##### Recorded information

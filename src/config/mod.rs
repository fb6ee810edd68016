//! Application configuration.
//!
//! Aggregates queue, storage, worker and quarantine settings into a single
//! Config struct that can be loaded from YAML files or environment variables.

mod queue;
mod storage;
mod worker;

pub use queue::{QueueConfig, QueueType, SqsQueueConfig};
pub use storage::{MongoStoreConfig, StorageConfig, StorageType};
pub use worker::{BackoffConfig, BackoffKind, DlqConfig, WorkerConfig};

use serde::Deserialize;

/// Default configuration file name.
pub const DEFAULT_CONFIG_FILE: &str = "config.yaml";
/// Environment variable for configuration file path.
pub const CONFIG_ENV_VAR: &str = "GAMELIB_CONFIG";
/// Prefix for configuration environment variables.
pub const CONFIG_ENV_PREFIX: &str = "GAMELIB";
/// Environment variable for logging configuration.
pub const LOG_ENV_VAR: &str = "GAMELIB_LOG";
/// Environment variable selecting the log output format (`json` or `text`).
pub const LOG_FORMAT_ENV_VAR: &str = "GAMELIB_LOG_FORMAT";

/// SQS caps a single receive at this many messages.
pub const MAX_BATCH_SIZE: u32 = 10;
/// SQS caps long polling at this many seconds.
pub const MAX_WAIT_TIME_SECS: u64 = 20;
/// SQS caps the visibility timeout at twelve hours.
pub const MAX_VISIBILITY_TIMEOUT_SECS: u64 = 43_200;

/// Errors raised while loading or validating configuration.
#[derive(Debug, thiserror::Error)]
pub enum ConfigError {
    #[error("Failed to load configuration: {0}")]
    Load(#[from] ::config::ConfigError),

    #[error("Invalid configuration: {field}: {reason}")]
    Invalid { field: &'static str, reason: String },

    #[error("Missing required configuration: {0}")]
    Missing(&'static str),
}

/// Main application configuration.
#[derive(Debug, Clone, Default, Deserialize)]
#[serde(default)]
pub struct Config {
    /// Queue the worker consumes.
    pub queue: QueueConfig,
    /// Player library storage.
    pub storage: StorageConfig,
    /// Consumer loop settings.
    pub worker: WorkerConfig,
    /// Poison-message quarantine (disabled unless configured).
    pub dlq: DlqConfig,
}

impl Config {
    /// Load configuration from file and environment.
    ///
    /// Configuration sources (in order of priority, later overrides earlier):
    /// 1. `config.yaml` in current directory (if exists)
    /// 2. File specified by `path` argument (if provided)
    /// 3. File specified by `CONFIG_ENV_VAR` environment variable (if set)
    /// 4. Environment variables with `CONFIG_ENV_PREFIX` prefix
    ///
    /// The result is validated before it is returned.
    pub fn load(path: Option<&str>) -> Result<Self, ConfigError> {
        use ::config::{Config as ConfigLib, Environment, File, FileFormat};

        let mut builder = ConfigLib::builder()
            .add_source(File::new(DEFAULT_CONFIG_FILE, FileFormat::Yaml).required(false));

        if let Some(config_path) = path {
            builder = builder.add_source(File::new(config_path, FileFormat::Yaml).required(true));
        }

        if let Ok(config_path) = std::env::var(CONFIG_ENV_VAR) {
            builder = builder.add_source(File::new(&config_path, FileFormat::Yaml).required(true));
        }

        let config: Config = builder
            .add_source(
                Environment::with_prefix(CONFIG_ENV_PREFIX)
                    .separator("__")
                    .try_parsing(true),
            )
            .build()?
            .try_deserialize()?;

        config.validate()?;
        Ok(config)
    }

    /// Check bounds and backend-specific required fields.
    pub fn validate(&self) -> Result<(), ConfigError> {
        self.queue.validate()?;
        self.storage.validate()?;
        self.worker.validate()?;
        self.dlq.validate()?;
        Ok(())
    }

    /// Create config for testing: in-memory queue and store.
    pub fn for_test() -> Self {
        Self {
            queue: QueueConfig {
                queue_type: QueueType::Memory,
                ..Default::default()
            },
            storage: StorageConfig {
                storage_type: StorageType::Memory,
                ..Default::default()
            },
            ..Default::default()
        }
    }
}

##########

Quote in full each line from the top of the records above through the line with "pub const MAX_VISIBILITY_TIMEOUT_SECS: u64"; stop after that line.

Problem solution:
filename src/config/mod.rs
repository fb6ee810edd68016
//! Application configuration.
//!
//! Aggregates queue, storage, worker and quarantine settings into a single
//! Config struct that can be loaded from YAML files or environment variables.

mod queue;
mod storage;
mod worker;

pub use queue::{QueueConfig, QueueType, SqsQueueConfig};
pub use storage::{MongoStoreConfig, StorageConfig, StorageType};
pub use worker::{BackoffConfig, BackoffKind, DlqConfig, WorkerConfig};

use serde::Deserialize;

/// Default configuration file name.
pub const DEFAULT_CONFIG_FILE: &str = "config.yaml";
/// Environment variable for configuration file path.
pub const CONFIG_ENV_VAR: &str = "GAMELIB_CONFIG";
/// Prefix for configuration environment variables.
pub const CONFIG_ENV_PREFIX: &str = "GAMELIB";
/// Environment variable for logging configuration.
pub const LOG_ENV_VAR: &str = "GAMELIB_LOG";
/// Environment variable selecting the log output format (`json` or `text`).
pub const LOG_FORMAT_ENV_VAR: &str = "GAMELIB_LOG_FORMAT";

/// SQS caps a single receive at this many messages.
pub const MAX_BATCH_SIZE: u32 = 10;
/// SQS caps long polling at this many seconds.
pub const MAX_WAIT_TIME_SECS: u64 = 20;
/// SQS caps the visibility timeout at twelve hours.
pub const MAX_VISIBILITY_TIMEOUT_SECS: u64 = 43_200;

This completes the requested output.